**Problem to solve**
If a line in the data has the string "were", please show it.
============
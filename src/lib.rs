//! floe: exactly-once-per-range loading from sharded streams into a columnar warehouse.
//!
//! Records are read shard by shard from a stream broker, staged as gzip
//! blobs, and bulk loaded through a manifest inside one warehouse
//! transaction that also appends to a checkpoint ledger. The ledger is the
//! only durable state: it drives resumption and rejects ranges that were
//! already loaded.
//!
//! # Example
//!
//! ```ignore
//! use floe::{Config, app};
//!
//! #[tokio::main]
//! async fn main() -> Result<(), floe::error::AppError> {
//!     let config = Config::from_file("floe.yaml")?;
//!     let loader = app::loader(&config).await?;
//!     let report = loader.load("clicks").await?;
//!     println!("Loaded {} records", report.records_loaded);
//!     Ok(())
//! }
//! ```

pub mod app;
pub mod broker;
pub mod checkpoint;
pub mod cluster;
pub mod config;
pub mod error;
pub mod loader;
pub mod metrics;
pub mod schema;
pub mod sequence;
pub mod signal;
pub mod stage;
pub mod storage;
pub mod warehouse;

// Re-export main types
pub use broker::{Broker, BrokerRef};
pub use config::Config;
pub use loader::{LoadOutcome, LoadReport, Loader};
pub use sequence::{SequenceNumber, SequenceRange};
//! Local filesystem storage backend.

use object_store::ObjectStore;
use object_store::local::LocalFileSystem;
use snafu::prelude::*;
use std::sync::Arc;

use crate::error::{IoSnafu, ObjectStoreSnafu, StorageError};

use super::{BackendConfig, StorageProvider};

/// Local stage directory. Relative paths are resolved against the working
/// directory so staged URLs stay valid after a `cd`.
#[derive(Debug, Clone, PartialEq, Eq)]
pub struct LocalConfig {
    pub path: String,
}

impl StorageProvider {
    pub(super) async fn construct_local(config: LocalConfig) -> Result<Self, StorageError> {
        let root = std::path::absolute(&config.path).context(IoSnafu)?;
        tokio::fs::create_dir_all(&root).await.context(IoSnafu)?;

        let object_store: Arc<dyn ObjectStore> =
            Arc::new(LocalFileSystem::new_with_prefix(&root).context(ObjectStoreSnafu)?);
        let base_url = format!("file://{}", root.display());

        Ok(Self {
            config: BackendConfig::Local(LocalConfig {
                path: root.display().to_string(),
            }),
            object_store,
            base_url,
        })
    }
}
//! Checkpoint ledger.
//!
//! An append-only warehouse table with one row per successful load per shard.
//! It is the only state that survives a cycle: resumption reads the newest
//! row of each shard, and the commit protocol uses the full history to reject
//! ranges that were already loaded.

use chrono::NaiveDateTime;
use serde::Serialize;
use snafu::prelude::*;
use std::collections::{BTreeMap, HashMap};
use std::sync::Arc;

use crate::broker::ShardDescriptor;
use crate::error::{AmbiguousCheckpointSnafu, LedgerError, LedgerQuerySnafu};
use crate::schema::{ColumnSpec, TableSchema};
use crate::sequence::{SequenceNumber, SequenceRange};
use crate::warehouse::Warehouse;

/// Identity of one shard's history in the ledger.
#[derive(Debug, Clone, PartialEq, Eq, Hash, PartialOrd, Ord, Serialize)]
pub struct LedgerKey {
    pub table: String,
    pub stream: String,
    pub shard_id: String,
}

impl LedgerKey {
    pub fn new(
        table: impl Into<String>,
        stream: impl Into<String>,
        shard_id: impl Into<String>,
    ) -> Self {
        Self {
            table: table.into(),
            stream: stream.into(),
            shard_id: shard_id.into(),
        }
    }
}

/// One committed load of one shard.
#[derive(Debug, Clone, PartialEq, Eq, Serialize)]
pub struct CheckpointRow {
    pub stream_name: String,
    pub shard_id: String,
    pub table_name: String,
    pub starting_sequence_number: SequenceNumber,
    pub ending_sequence_number: SequenceNumber,
    pub load_timestamp: NaiveDateTime,
}

impl CheckpointRow {
    pub fn key(&self) -> LedgerKey {
        LedgerKey::new(&self.table_name, &self.stream_name, &self.shard_id)
    }

    pub fn range(&self) -> SequenceRange {
        SequenceRange::new(
            self.starting_sequence_number.clone(),
            self.ending_sequence_number.clone(),
        )
    }
}

/// A row about to be inserted; the warehouse supplies the timestamp.
#[derive(Debug, Clone, PartialEq, Eq, Serialize)]
pub struct NewCheckpoint {
    pub key: LedgerKey,
    pub range: SequenceRange,
}

/// Pick the newest row out of rows sorted newest first.
///
/// Two rows sharing the newest timestamp make the resume point ambiguous.
pub fn latest(
    key: &LedgerKey,
    rows_newest_first: Vec<CheckpointRow>,
) -> Result<Option<CheckpointRow>, LedgerError> {
    let mut rows = rows_newest_first.into_iter();
    let Some(newest) = rows.next() else {
        return Ok(None);
    };
    if let Some(next) = rows.next() {
        ensure!(
            next.load_timestamp != newest.load_timestamp,
            AmbiguousCheckpointSnafu {
                table: &key.table,
                stream: &key.stream,
                shard_id: &key.shard_id,
                load_timestamp: newest.load_timestamp,
            }
        );
    }
    Ok(Some(newest))
}

/// First committed row that a candidate range collides with.
pub fn find_overlap<'a>(
    candidates: &'a [NewCheckpoint],
    committed: &'a [CheckpointRow],
) -> Option<(&'a NewCheckpoint, &'a CheckpointRow)> {
    committed.iter().find_map(|row| {
        candidates
            .iter()
            .filter(|c| c.key.shard_id == row.shard_id && c.key.stream == row.stream_name)
            .find(|c| c.range.overlaps(&row.range()))
            .map(|c| (c, row))
    })
}

/// Read access to the ledger outside the commit transaction.
#[derive(Clone)]
pub struct CheckpointLedger {
    warehouse: Arc<dyn Warehouse>,
}

impl CheckpointLedger {
    pub fn new(warehouse: Arc<dyn Warehouse>) -> Self {
        Self { warehouse }
    }

    /// Most recent checkpoint of one shard.
    pub async fn last_checkpoint(
        &self,
        key: &LedgerKey,
    ) -> Result<Option<CheckpointRow>, LedgerError> {
        let rows = self
            .warehouse
            .recent_checkpoints(key, 2)
            .await
            .context(LedgerQuerySnafu)?;
        latest(key, rows)
    }

    /// Most recent checkpoint of every shard, keyed by shard id.
    pub async fn last_checkpoints(
        &self,
        table: &str,
        stream: &str,
        shards: &[ShardDescriptor],
    ) -> Result<HashMap<String, Option<CheckpointRow>>, LedgerError> {
        let mut checkpoints = HashMap::with_capacity(shards.len());
        for shard in shards {
            let key = LedgerKey::new(table, stream, &shard.shard_id);
            checkpoints.insert(shard.shard_id.clone(), self.last_checkpoint(&key).await?);
        }
        Ok(checkpoints)
    }

    /// Full history of the given shards.
    pub async fn history(
        &self,
        table: &str,
        stream: &str,
        shard_ids: &[String],
    ) -> Result<Vec<CheckpointRow>, LedgerError> {
        self.warehouse
            .checkpoints(table, stream, shard_ids)
            .await
            .context(LedgerQuerySnafu)
    }
}

/// Something wrong with a shard's committed history.
#[derive(Debug, Clone, PartialEq, Eq, Serialize)]
#[serde(tag = "kind", rename_all = "snake_case")]
pub enum LedgerViolation {
    /// Two committed ranges intersect.
    Overlap {
        first: CheckpointRow,
        second: CheckpointRow,
    },
    /// A later load starts below the end of the one before it.
    OutOfOrder {
        previous: CheckpointRow,
        next: CheckpointRow,
    },
    /// Several rows share a timestamp.
    DuplicateTimestamp { rows: Vec<CheckpointRow> },
}

/// Check every shard's history for overlaps and regressions.
pub fn audit(rows: &[CheckpointRow]) -> Vec<LedgerViolation> {
    let mut by_shard: BTreeMap<LedgerKey, Vec<&CheckpointRow>> = BTreeMap::new();
    for row in rows {
        by_shard.entry(row.key()).or_default().push(row);
    }

    let mut violations = Vec::new();
    for history in by_shard.values_mut() {
        history.sort_by(|a, b| a.load_timestamp.cmp(&b.load_timestamp));

        for (i, first) in history.iter().enumerate() {
            for second in &history[i + 1..] {
                if second.range().overlaps(&first.range()) {
                    violations.push(LedgerViolation::Overlap {
                        first: (*first).clone(),
                        second: (*second).clone(),
                    });
                }
            }
        }

        for pair in history.windows(2) {
            let (previous, next) = (pair[0], pair[1]);
            if previous.load_timestamp == next.load_timestamp {
                violations.push(LedgerViolation::DuplicateTimestamp {
                    rows: vec![previous.clone(), next.clone()],
                });
            }
            if next.starting_sequence_number < previous.ending_sequence_number {
                violations.push(LedgerViolation::OutOfOrder {
                    previous: previous.clone(),
                    next: next.clone(),
                });
            }
        }
    }
    violations
}

/// Schema of the ledger table.
pub fn ledger_schema() -> TableSchema {
    let varchar = |name: &str| ColumnSpec {
        name: name.to_string(),
        type_name: "varchar(64)".to_string(),
        constraint: None,
    };

    TableSchema {
        columns: vec![
            varchar("stream_name"),
            varchar("shard_id"),
            varchar("table_name"),
            varchar("starting_sequence_number"),
            varchar("ending_sequence_number"),
            ColumnSpec {
                name: "load_timestamp".to_string(),
                type_name: "timestamp".to_string(),
                constraint: Some("not null".to_string()),
            },
        ],
        distkey: None,
        sortkey: Some("load_timestamp".to_string()),
    }
}
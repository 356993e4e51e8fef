//! End-to-end runs of the local-file broker through the loader.

use std::collections::HashMap;
use std::sync::Arc;
use std::time::Duration;
use tempfile::TempDir;

use floe::app;
use floe::broker::{Broker, LocalFileBroker, StreamNaming};
use floe::checkpoint::audit;
use floe::cluster::StaticClusterMetadata;
use floe::config::Config;
use floe::loader::{Loader, LoaderSettings};
use floe::stage::{BlobStage, StagePolicy};
use floe::storage::StorageProvider;
use floe::warehouse::MemoryWarehouse;

fn config(dir: &TempDir) -> Config {
    Config::from_yaml(&format!(
        r#"
warehouse:
  cluster_name: analytics
  database: events
  url: postgres://loader@localhost:5439/events
  topology:
    node_type: ds2.xlarge
    number_of_nodes: 1
broker:
  kind: local
  directory: {dir}/log
stage:
  url: {dir}/stage
  retry_delay_ms: 1
schemas:
  clicks:
    columns:
      - {{ name: user_id, type: bigint, constraint: not null }}
      - {{ name: page, type: varchar(16) }}
"#,
        dir = dir.path().display()
    ))
    .unwrap()
}

async fn setup(dir: &TempDir) -> (Config, Arc<LocalFileBroker>, Arc<MemoryWarehouse>, Loader) {
    let config = config(dir);
    let broker = Arc::new(
        LocalFileBroker::new(dir.path().join("log"), config.warehouse.stream_naming())
            .with_shard_id("host-a"),
    );
    let storage = StorageProvider::for_url_with_options(
        dir.path().join("stage").to_str().unwrap(),
        HashMap::new(),
    )
    .await
    .unwrap();
    let stage = BlobStage::new(
        Arc::new(storage),
        StagePolicy {
            retry_delay: Duration::from_millis(1),
            ..StagePolicy::default()
        },
    );
    let warehouse = Arc::new(MemoryWarehouse::new(stage.clone()));
    let topology = config.warehouse.topology.clone().unwrap();
    let loader = Loader::new(
        broker.clone(),
        stage,
        warehouse.clone(),
        Arc::new(StaticClusterMetadata(topology)),
        LoaderSettings::from_config(&config),
    );
    (config, broker, warehouse, loader)
}

#[tokio::test]
async fn test_written_records_are_loaded_once() {
    let dir = TempDir::new().unwrap();
    let (config, broker, warehouse, loader) = setup(&dir).await;

    for user in 1..=3 {
        let data = format!(r#"{{"user_id": {user}, "page": "home"}}"#);
        app::write_record(broker.as_ref(), &config, "clicks", &data, None)
            .await
            .unwrap();
    }

    let report = loader.load("clicks").await.unwrap();
    assert_eq!(report.stream, "analytics.events.clicks");
    assert_eq!(report.records_loaded, 3);
    assert_eq!(warehouse.rows("clicks").len(), 3);

    let ledger = warehouse.ledger();
    assert_eq!(ledger.len(), 1);
    assert_eq!(ledger[0].shard_id, "host-a");
    // The rotation timestamp covers the whole read.
    assert_eq!(
        ledger[0].starting_sequence_number,
        ledger[0].ending_sequence_number
    );

    let report = loader.load("clicks").await.unwrap();
    assert_eq!(report.records_loaded, 0);
    assert_eq!(warehouse.ledger().len(), 1);
}

#[tokio::test]
async fn test_rotations_chain_in_the_ledger() {
    let dir = TempDir::new().unwrap();
    let (config, broker, warehouse, loader) = setup(&dir).await;
    let stream = broker.stream_name("clicks").unwrap();

    for round in 0..3 {
        for user in 0..2 {
            let data = format!(r#"{{"user_id": {}, "page": "p{round}"}}"#, round * 10 + user);
            app::write_record(broker.as_ref(), &config, "clicks", &data, Some("key"))
                .await
                .unwrap();
        }
        loader.load("clicks").await.unwrap();
    }

    let ledger = warehouse.ledger();
    assert_eq!(ledger.len(), 3);
    assert!(ledger.iter().all(|row| row.stream_name == stream));
    assert!(
        ledger
            .windows(2)
            .all(|pair| pair[0].ending_sequence_number < pair[1].starting_sequence_number)
    );
    assert!(audit(&ledger).is_empty());
    assert_eq!(warehouse.rows("clicks").len(), 6);

    // Every rotated file is kept next to the live one.
    let rotated = std::fs::read_dir(dir.path().join("log"))
        .unwrap()
        .filter_map(Result::ok)
        .filter(|entry| {
            entry
                .file_name()
                .to_string_lossy()
                .starts_with(&format!("{stream}."))
        })
        .count();
    assert_eq!(rotated, 3);
}

#[tokio::test]
async fn test_invalid_records_never_reach_the_stream() {
    let dir = TempDir::new().unwrap();
    let (config, broker, warehouse, loader) = setup(&dir).await;

    let result = app::write_record(
        broker.as_ref(),
        &config,
        "clicks",
        r#"{"user_id": "seven"}"#,
        None,
    )
    .await;
    assert!(result.is_err());

    let report = loader.load("clicks").await.unwrap();
    assert_eq!(report.records_loaded, 0);
    assert!(warehouse.ledger().is_empty());
}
============
**Task response**
//! only durable state: it drives resumption and rejects ranges that were
//! ranges that were already loaded.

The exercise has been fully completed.